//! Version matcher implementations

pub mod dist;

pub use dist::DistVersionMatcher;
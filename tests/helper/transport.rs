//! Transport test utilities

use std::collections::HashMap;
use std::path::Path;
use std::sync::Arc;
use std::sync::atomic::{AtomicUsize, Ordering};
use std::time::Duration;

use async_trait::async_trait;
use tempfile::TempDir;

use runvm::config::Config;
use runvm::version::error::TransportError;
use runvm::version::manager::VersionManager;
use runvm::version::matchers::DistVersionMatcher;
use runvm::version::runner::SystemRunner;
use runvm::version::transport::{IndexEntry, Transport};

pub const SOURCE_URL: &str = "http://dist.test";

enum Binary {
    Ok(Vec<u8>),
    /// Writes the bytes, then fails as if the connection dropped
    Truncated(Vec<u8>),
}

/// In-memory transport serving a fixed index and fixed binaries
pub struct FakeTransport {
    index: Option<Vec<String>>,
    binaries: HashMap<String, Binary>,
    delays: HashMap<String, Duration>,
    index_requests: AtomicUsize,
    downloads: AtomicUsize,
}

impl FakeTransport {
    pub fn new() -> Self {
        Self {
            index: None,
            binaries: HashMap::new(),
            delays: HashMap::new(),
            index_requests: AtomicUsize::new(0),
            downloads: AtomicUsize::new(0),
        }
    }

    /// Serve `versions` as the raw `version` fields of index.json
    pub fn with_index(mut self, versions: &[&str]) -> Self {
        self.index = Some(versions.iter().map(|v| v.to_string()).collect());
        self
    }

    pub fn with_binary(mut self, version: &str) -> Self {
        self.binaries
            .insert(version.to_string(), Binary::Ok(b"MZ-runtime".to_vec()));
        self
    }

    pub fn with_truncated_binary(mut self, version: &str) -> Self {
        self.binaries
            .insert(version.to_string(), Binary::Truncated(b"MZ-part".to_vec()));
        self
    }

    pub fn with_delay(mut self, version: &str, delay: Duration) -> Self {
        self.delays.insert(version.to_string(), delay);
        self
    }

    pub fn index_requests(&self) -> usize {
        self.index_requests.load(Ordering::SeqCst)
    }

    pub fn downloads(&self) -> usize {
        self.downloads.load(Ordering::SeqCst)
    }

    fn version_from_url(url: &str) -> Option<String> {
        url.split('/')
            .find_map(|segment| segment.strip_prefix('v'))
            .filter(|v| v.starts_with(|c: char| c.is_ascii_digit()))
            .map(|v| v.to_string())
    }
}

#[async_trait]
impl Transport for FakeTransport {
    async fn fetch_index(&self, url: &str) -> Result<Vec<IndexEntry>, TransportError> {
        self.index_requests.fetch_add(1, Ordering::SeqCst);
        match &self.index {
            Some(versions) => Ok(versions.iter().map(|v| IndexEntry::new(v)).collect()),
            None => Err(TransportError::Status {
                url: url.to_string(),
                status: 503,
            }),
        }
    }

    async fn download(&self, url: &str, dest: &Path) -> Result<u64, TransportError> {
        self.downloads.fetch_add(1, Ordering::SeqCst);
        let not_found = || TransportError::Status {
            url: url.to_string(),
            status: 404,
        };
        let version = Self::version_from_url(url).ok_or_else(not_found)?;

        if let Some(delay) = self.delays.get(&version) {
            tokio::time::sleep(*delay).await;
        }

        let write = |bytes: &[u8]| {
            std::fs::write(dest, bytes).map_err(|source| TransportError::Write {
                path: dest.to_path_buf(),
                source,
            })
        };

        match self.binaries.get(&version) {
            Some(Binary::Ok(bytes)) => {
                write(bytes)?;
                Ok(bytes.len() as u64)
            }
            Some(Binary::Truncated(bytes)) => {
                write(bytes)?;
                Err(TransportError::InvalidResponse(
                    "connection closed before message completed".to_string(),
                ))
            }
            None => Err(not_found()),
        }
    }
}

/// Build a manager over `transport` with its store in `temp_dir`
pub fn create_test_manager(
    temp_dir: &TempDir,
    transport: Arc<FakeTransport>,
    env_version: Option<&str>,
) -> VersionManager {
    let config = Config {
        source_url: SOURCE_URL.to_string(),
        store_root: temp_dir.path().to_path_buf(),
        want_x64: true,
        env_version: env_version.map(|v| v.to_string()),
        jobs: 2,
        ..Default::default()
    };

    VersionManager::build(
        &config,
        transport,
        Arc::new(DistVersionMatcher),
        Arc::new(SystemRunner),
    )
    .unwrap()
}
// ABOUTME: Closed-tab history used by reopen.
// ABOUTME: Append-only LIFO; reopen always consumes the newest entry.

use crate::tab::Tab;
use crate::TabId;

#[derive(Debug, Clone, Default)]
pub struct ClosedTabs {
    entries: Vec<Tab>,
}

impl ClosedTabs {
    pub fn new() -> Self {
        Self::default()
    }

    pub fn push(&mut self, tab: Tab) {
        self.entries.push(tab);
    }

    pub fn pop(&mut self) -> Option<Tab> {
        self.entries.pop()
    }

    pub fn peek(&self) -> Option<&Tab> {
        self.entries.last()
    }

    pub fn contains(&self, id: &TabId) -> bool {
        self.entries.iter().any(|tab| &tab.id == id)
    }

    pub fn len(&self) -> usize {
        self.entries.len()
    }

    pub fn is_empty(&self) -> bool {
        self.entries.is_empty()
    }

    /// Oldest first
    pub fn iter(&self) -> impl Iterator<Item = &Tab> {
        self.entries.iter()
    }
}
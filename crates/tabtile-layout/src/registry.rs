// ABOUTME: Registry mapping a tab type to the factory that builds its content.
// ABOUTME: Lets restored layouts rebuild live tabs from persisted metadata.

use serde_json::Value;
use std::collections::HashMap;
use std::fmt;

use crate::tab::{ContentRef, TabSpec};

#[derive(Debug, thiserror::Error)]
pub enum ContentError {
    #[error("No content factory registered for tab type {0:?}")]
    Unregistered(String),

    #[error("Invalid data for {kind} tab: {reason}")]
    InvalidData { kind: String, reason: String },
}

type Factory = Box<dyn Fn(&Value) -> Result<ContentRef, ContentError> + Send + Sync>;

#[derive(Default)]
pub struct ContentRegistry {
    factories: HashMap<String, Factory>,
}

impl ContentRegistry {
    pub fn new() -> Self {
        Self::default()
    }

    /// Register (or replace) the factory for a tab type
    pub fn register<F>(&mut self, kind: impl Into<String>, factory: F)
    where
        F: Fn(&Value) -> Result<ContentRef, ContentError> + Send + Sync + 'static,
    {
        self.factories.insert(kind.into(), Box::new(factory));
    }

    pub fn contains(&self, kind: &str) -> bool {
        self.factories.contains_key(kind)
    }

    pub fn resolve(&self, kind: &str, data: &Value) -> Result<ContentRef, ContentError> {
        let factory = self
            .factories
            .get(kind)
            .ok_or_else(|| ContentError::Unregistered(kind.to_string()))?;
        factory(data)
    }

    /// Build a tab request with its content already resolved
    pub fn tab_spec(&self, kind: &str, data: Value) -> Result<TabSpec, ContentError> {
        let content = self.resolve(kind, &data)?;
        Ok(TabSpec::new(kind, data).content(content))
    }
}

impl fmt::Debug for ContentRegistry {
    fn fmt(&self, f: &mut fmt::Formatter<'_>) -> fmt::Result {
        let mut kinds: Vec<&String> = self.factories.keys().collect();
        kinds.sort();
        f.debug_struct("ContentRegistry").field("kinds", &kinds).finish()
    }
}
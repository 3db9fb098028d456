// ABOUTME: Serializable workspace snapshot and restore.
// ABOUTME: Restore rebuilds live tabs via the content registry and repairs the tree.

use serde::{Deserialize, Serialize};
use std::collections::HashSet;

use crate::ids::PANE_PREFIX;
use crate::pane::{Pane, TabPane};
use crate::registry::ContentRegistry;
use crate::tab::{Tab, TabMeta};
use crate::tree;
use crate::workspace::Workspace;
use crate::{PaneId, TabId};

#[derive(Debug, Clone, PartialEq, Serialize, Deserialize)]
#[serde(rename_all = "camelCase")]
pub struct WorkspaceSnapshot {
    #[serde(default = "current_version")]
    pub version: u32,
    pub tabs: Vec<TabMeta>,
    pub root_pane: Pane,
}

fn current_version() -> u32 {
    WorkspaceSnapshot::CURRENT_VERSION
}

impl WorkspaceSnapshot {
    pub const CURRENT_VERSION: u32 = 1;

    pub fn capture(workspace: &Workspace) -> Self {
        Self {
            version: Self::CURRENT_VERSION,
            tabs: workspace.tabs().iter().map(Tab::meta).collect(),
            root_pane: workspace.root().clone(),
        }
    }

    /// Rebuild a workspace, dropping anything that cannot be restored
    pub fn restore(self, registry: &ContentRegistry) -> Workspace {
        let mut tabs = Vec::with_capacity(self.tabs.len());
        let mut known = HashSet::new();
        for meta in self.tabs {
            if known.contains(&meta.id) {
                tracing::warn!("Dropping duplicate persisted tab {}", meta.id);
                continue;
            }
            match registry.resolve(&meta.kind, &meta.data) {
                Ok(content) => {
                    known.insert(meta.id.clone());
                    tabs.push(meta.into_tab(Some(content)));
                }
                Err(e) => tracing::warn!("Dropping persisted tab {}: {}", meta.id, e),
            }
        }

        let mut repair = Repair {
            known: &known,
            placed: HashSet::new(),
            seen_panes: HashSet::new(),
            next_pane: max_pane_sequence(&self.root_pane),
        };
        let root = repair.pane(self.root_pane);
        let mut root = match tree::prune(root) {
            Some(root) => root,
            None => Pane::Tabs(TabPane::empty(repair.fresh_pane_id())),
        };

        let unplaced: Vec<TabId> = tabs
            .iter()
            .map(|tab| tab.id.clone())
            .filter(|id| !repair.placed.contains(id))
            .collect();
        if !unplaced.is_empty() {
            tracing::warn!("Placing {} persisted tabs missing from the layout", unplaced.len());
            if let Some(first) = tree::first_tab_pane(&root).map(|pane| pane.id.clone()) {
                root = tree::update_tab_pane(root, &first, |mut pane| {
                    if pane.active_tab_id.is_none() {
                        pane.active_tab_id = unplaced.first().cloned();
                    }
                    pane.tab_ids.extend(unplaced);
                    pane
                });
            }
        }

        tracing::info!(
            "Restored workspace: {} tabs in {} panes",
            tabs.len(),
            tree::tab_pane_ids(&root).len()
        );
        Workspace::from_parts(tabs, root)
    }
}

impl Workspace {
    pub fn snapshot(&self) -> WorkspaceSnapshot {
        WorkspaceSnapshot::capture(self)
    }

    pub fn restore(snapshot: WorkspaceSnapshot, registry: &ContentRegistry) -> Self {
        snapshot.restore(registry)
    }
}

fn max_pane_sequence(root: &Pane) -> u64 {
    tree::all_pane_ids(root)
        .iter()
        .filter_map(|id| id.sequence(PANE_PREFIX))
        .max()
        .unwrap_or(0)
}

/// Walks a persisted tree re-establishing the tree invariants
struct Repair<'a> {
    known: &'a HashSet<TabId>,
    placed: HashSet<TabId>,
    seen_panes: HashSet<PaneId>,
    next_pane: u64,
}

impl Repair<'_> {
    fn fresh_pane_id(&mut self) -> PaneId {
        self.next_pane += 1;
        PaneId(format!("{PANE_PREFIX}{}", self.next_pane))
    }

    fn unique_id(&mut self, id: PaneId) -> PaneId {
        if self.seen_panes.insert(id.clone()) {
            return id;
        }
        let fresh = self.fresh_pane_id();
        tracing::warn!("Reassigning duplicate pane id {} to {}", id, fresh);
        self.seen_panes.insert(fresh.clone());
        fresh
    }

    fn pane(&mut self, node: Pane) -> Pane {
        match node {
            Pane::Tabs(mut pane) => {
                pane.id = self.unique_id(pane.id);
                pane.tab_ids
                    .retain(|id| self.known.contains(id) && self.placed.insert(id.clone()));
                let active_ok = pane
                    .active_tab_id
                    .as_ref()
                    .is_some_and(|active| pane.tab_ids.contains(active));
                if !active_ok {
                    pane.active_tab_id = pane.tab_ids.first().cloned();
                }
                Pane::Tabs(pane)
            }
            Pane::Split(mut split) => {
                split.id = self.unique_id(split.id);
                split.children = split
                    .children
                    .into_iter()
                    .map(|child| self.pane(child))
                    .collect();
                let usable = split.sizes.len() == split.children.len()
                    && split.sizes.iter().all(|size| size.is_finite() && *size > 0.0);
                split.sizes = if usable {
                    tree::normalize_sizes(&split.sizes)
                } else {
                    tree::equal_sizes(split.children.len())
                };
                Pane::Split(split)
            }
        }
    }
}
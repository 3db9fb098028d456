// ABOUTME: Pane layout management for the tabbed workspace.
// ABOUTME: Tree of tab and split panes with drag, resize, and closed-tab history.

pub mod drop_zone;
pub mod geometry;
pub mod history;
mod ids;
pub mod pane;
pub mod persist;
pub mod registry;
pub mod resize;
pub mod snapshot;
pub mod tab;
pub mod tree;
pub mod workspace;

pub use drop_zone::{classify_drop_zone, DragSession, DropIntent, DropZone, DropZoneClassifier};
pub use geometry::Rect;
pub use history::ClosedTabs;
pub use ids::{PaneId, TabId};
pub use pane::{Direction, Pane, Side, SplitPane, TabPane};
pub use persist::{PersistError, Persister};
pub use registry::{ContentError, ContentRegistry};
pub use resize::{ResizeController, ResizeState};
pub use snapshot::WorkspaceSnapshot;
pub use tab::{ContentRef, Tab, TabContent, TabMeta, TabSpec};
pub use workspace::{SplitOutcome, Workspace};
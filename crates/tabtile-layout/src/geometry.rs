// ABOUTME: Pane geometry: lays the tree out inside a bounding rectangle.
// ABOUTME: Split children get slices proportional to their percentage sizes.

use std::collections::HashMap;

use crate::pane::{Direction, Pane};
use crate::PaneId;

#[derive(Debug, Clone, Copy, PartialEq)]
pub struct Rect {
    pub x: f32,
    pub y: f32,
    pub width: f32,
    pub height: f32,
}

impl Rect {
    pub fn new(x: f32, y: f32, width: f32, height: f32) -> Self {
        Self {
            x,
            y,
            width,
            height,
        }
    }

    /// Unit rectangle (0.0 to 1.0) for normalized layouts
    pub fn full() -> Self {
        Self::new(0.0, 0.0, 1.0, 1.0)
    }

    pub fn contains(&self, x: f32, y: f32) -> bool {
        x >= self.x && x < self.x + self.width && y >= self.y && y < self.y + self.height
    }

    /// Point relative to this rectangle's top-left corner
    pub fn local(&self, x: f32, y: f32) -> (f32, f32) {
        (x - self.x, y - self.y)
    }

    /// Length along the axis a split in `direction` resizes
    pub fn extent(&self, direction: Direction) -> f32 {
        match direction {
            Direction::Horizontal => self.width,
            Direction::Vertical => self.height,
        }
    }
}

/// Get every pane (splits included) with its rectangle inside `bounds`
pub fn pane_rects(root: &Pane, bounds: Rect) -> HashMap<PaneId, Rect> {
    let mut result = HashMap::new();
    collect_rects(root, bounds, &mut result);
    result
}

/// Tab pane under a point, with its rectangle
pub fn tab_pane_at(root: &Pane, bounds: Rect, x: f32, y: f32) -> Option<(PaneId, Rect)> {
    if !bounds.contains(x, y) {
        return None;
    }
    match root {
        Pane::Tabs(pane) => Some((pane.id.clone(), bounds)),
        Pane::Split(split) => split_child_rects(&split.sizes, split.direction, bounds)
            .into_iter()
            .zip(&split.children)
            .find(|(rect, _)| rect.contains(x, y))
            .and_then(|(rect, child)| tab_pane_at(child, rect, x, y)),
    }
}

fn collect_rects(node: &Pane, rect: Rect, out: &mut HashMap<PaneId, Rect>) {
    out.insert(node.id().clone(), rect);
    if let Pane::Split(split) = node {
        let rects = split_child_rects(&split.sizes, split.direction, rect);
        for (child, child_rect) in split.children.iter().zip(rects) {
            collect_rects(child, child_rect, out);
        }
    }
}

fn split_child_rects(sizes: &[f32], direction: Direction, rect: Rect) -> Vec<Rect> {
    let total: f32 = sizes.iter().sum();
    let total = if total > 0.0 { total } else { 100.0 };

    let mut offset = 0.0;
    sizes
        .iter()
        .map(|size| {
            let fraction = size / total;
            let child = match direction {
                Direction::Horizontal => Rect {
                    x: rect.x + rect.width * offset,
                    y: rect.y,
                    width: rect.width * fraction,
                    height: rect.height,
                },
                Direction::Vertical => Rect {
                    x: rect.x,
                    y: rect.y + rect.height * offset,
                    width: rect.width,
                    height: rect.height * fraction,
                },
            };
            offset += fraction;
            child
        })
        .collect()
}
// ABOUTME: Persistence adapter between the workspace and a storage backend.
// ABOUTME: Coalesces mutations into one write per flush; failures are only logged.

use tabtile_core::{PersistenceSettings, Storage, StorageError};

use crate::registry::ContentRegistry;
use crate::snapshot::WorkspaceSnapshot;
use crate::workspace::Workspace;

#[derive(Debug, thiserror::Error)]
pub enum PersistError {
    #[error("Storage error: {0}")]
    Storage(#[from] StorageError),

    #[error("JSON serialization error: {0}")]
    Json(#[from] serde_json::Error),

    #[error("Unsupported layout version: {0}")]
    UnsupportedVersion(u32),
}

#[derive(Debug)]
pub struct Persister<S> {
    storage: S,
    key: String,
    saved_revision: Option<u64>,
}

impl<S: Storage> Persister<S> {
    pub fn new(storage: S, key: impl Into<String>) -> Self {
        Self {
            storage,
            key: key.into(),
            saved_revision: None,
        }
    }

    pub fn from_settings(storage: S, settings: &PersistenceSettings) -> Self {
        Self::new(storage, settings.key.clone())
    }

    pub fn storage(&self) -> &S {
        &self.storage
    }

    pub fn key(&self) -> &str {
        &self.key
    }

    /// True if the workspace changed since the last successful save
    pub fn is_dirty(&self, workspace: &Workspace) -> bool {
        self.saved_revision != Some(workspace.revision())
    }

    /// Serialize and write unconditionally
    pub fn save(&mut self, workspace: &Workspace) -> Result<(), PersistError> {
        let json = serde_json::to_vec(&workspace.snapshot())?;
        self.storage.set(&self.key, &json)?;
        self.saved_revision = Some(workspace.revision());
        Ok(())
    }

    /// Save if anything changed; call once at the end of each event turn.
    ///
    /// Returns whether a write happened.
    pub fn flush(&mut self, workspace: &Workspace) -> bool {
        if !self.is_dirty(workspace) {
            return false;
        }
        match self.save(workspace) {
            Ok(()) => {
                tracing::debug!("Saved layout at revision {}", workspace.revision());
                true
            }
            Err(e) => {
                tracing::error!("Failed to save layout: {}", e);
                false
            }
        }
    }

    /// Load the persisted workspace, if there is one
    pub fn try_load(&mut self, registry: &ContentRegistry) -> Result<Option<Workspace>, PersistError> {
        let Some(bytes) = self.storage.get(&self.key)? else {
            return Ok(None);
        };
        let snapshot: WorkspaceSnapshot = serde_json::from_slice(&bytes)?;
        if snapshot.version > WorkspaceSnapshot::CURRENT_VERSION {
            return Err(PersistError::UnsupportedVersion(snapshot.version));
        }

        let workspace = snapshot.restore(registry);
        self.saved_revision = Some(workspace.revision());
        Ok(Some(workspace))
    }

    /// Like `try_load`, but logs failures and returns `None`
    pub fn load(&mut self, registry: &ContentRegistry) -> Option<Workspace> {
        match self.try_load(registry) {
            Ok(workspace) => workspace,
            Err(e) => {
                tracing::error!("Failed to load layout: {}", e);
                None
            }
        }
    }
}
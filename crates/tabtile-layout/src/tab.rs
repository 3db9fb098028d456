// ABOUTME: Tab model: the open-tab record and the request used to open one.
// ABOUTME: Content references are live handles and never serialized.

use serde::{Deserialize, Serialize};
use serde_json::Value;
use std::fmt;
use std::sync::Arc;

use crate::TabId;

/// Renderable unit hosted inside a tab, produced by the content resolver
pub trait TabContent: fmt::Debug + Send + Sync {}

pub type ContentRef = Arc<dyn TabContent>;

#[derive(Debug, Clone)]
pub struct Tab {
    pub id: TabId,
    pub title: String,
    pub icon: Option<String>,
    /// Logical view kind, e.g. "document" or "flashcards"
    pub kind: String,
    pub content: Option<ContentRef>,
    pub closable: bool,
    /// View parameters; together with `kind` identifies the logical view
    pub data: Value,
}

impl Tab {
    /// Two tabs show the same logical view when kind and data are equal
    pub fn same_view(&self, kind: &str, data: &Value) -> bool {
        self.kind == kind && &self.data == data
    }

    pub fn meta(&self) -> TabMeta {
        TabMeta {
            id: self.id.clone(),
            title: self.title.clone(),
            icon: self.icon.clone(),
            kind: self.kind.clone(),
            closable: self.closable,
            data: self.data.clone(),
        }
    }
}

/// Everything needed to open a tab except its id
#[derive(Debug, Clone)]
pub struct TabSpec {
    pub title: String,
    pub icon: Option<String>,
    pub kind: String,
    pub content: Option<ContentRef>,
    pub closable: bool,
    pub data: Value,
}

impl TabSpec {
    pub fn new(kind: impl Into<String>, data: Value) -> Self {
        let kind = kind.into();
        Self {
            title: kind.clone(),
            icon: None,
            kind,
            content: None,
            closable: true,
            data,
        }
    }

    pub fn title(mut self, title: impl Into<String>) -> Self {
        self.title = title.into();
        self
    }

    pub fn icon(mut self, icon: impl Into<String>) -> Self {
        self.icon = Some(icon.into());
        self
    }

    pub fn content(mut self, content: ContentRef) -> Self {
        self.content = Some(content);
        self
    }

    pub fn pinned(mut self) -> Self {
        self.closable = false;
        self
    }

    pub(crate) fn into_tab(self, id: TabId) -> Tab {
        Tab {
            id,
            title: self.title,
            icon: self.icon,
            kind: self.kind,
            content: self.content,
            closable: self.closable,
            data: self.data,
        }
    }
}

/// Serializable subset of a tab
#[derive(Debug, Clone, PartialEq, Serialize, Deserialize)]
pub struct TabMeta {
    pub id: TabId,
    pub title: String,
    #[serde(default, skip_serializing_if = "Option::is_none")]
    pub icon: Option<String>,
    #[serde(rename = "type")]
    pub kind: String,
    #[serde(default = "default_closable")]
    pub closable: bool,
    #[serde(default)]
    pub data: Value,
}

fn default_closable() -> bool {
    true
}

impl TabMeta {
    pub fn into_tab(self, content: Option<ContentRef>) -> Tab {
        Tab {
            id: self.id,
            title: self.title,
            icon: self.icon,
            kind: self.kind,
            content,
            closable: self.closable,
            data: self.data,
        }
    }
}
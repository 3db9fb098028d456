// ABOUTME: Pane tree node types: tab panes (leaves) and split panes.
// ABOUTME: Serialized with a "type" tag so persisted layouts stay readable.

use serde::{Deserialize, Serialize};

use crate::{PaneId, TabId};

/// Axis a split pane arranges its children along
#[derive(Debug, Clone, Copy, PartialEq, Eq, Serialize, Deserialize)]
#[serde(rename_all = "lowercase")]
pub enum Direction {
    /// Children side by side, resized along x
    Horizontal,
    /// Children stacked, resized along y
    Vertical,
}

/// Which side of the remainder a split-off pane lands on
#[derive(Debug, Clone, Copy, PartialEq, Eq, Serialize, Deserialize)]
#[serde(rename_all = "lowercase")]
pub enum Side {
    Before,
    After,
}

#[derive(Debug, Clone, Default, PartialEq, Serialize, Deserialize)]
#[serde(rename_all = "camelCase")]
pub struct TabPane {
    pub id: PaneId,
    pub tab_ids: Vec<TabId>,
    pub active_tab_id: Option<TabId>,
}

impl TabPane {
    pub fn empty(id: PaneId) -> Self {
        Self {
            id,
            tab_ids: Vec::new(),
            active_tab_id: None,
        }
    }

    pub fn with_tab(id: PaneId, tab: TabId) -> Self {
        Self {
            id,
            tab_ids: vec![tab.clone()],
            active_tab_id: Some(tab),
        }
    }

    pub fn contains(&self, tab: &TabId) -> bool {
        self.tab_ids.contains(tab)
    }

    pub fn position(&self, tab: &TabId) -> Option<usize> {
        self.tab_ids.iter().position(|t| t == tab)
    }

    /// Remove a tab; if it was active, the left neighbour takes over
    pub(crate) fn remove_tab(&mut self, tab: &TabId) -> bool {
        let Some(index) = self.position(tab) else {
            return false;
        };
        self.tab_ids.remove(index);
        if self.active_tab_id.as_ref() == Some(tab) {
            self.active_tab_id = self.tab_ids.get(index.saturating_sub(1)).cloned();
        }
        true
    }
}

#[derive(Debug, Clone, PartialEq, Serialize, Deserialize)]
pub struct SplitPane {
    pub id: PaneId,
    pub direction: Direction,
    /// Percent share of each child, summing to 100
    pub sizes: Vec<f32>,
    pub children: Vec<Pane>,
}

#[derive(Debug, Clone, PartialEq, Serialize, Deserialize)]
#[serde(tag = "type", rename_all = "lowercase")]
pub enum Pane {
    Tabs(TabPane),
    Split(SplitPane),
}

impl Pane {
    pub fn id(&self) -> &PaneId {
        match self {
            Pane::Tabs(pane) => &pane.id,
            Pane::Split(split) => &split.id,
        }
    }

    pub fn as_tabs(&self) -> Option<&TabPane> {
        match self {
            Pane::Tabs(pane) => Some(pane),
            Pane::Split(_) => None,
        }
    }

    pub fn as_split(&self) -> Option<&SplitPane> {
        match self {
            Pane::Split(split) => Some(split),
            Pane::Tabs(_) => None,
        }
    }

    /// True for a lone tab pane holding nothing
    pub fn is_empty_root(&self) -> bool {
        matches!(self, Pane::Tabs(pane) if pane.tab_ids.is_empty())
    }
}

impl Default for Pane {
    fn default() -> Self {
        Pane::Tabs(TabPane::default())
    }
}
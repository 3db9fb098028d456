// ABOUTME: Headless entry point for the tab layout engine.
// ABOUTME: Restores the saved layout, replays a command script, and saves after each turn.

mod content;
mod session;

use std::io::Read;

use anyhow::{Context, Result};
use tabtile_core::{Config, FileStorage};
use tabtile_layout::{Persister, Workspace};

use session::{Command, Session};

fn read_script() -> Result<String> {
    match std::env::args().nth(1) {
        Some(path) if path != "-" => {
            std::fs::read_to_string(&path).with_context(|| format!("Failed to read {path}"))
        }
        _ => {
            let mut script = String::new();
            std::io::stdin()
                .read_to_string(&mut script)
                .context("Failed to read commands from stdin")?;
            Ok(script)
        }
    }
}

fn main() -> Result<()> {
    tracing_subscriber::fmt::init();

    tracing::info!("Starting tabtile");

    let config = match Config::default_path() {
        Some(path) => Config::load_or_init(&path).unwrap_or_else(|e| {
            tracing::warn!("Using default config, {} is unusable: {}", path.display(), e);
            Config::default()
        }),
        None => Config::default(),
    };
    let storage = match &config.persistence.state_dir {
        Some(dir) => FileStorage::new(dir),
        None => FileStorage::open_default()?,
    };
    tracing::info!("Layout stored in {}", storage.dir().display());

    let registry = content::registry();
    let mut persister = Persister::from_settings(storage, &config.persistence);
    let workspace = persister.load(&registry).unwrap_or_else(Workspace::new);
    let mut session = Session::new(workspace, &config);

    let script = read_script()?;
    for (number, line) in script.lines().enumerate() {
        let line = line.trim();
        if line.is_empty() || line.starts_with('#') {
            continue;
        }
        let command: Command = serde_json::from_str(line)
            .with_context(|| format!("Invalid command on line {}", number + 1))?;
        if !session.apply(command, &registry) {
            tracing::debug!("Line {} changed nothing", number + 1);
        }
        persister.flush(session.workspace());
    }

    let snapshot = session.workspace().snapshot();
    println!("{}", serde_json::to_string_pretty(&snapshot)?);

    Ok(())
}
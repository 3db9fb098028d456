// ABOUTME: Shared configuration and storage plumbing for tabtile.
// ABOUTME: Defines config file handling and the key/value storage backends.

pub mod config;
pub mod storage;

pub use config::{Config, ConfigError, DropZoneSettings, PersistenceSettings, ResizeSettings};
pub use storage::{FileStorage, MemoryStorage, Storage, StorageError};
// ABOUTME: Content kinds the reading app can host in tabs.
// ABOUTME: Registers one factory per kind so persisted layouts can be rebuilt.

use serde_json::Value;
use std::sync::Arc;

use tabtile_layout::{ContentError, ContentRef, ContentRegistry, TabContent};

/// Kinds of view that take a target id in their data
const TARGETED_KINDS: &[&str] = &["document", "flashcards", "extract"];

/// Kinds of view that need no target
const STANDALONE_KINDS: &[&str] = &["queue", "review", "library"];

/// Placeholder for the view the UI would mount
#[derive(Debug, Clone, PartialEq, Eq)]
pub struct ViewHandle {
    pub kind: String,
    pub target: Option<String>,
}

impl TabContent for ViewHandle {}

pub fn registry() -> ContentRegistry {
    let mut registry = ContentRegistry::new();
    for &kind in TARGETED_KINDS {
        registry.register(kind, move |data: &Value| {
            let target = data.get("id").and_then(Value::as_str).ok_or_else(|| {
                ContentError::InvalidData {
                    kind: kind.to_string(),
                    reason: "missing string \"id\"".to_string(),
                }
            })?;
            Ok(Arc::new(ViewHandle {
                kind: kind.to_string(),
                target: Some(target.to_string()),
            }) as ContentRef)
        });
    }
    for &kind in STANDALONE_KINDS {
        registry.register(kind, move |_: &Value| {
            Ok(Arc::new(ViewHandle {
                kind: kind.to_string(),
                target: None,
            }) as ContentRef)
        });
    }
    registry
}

● EXERCISE AIM:
Every line from the top of the material above through the line holding "use runvm::version::manager::VersionManager;" should be reproduced word for word, and nothing beyond it.

● YOUR RESPONSE:
//! Version matcher implementations

pub mod dist;

pub use dist::DistVersionMatcher;
filename tests/helper/transport.rs
//! Transport test utilities

use std::collections::HashMap;
use std::path::Path;
use std::sync::Arc;
use std::sync::atomic::{AtomicUsize, Ordering};
use std::time::Duration;

use async_trait::async_trait;
use tempfile::TempDir;

use runvm::config::Config;
use runvm::version::error::TransportError;
use runvm::version::manager::VersionManager;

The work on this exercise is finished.